Stored data entries:
==========

use taxsim::tax_return::TaxReturn;
use taxsim::{output, Province, SuggestionEngine, TaxSummaryBuilder, TaxYear};

use anyhow::{Context, Result};
use structopt::StructOpt;
use tracing::info;
use tracing_subscriber::{layer::SubscriberExt, util::SubscriberInitExt};

#[derive(StructOpt)]
#[structopt(name = "taxsim")]
struct Opt {
    #[structopt(short, long, default_value = "tax_return.toml")]
    config_file: String,

    /// Overrides the tax year in the config file
    #[structopt(short = "y", long)]
    tax_year: Option<u16>,

    /// Two-letter province code, overrides the config file
    #[structopt(short, long)]
    province: Option<Province>,

    #[structopt(long)]
    no_suggestions: bool,

    /// Orders suggestions by impact, then savings
    #[structopt(long)]
    ranked: bool,
}

fn main() -> Result<()> {
    tracing_subscriber::registry()
        .with(
            tracing_subscriber::EnvFilter::try_from_default_env()
                .unwrap_or_else(|_| "taxsim=info".into()),
        )
        .with(tracing_subscriber::fmt::layer().with_writer(std::io::stderr))
        .init();

    let options = Opt::from_args();

    let config_file_content = std::fs::read_to_string(&options.config_file)
        .with_context(|| format!("Couldn't open config file `{}`", options.config_file))?;

    let mut tax_return: TaxReturn =
        toml::from_str(&config_file_content).context("Invalid TOML in config file")?;

    if let Some(year) = options.tax_year {
        tax_return.tax_year = TaxYear(year);
    }
    if let Some(province) = options.province {
        tax_return.province = province;
    }

    let tables = tax_return.tables().context("Invalid tax tables")?;

    info!(
        tax_year = %tax_return.tax_year,
        province = %tax_return.province,
        "computing tax summary"
    );

    let summary = TaxSummaryBuilder::new(&tables)
        .build(
            tax_return.tax_year,
            tax_return.province,
            &tax_return.income,
            &tax_return.deductions,
            &tax_return.credits,
        )
        .context("Couldn't compute tax summary")?;

    let mut suggestions = if options.no_suggestions {
        Vec::new()
    } else {
        SuggestionEngine::new(tax_return.suggestions.clone())
            .context("Invalid suggestion settings")?
            .generate(&tax_return.income, &tax_return.deductions, &summary)
    };
    if options.ranked {
        suggestions = taxsim::suggestions::rank(&suggestions);
    }

    output::print(&summary, &tax_return.credits, &suggestions).context("Couldn't write output")?;

    Ok(())
}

==========

What is being asked => Given the entries above, say how many lines include the word "info", and write nothing besides the number.

Problem solution => 3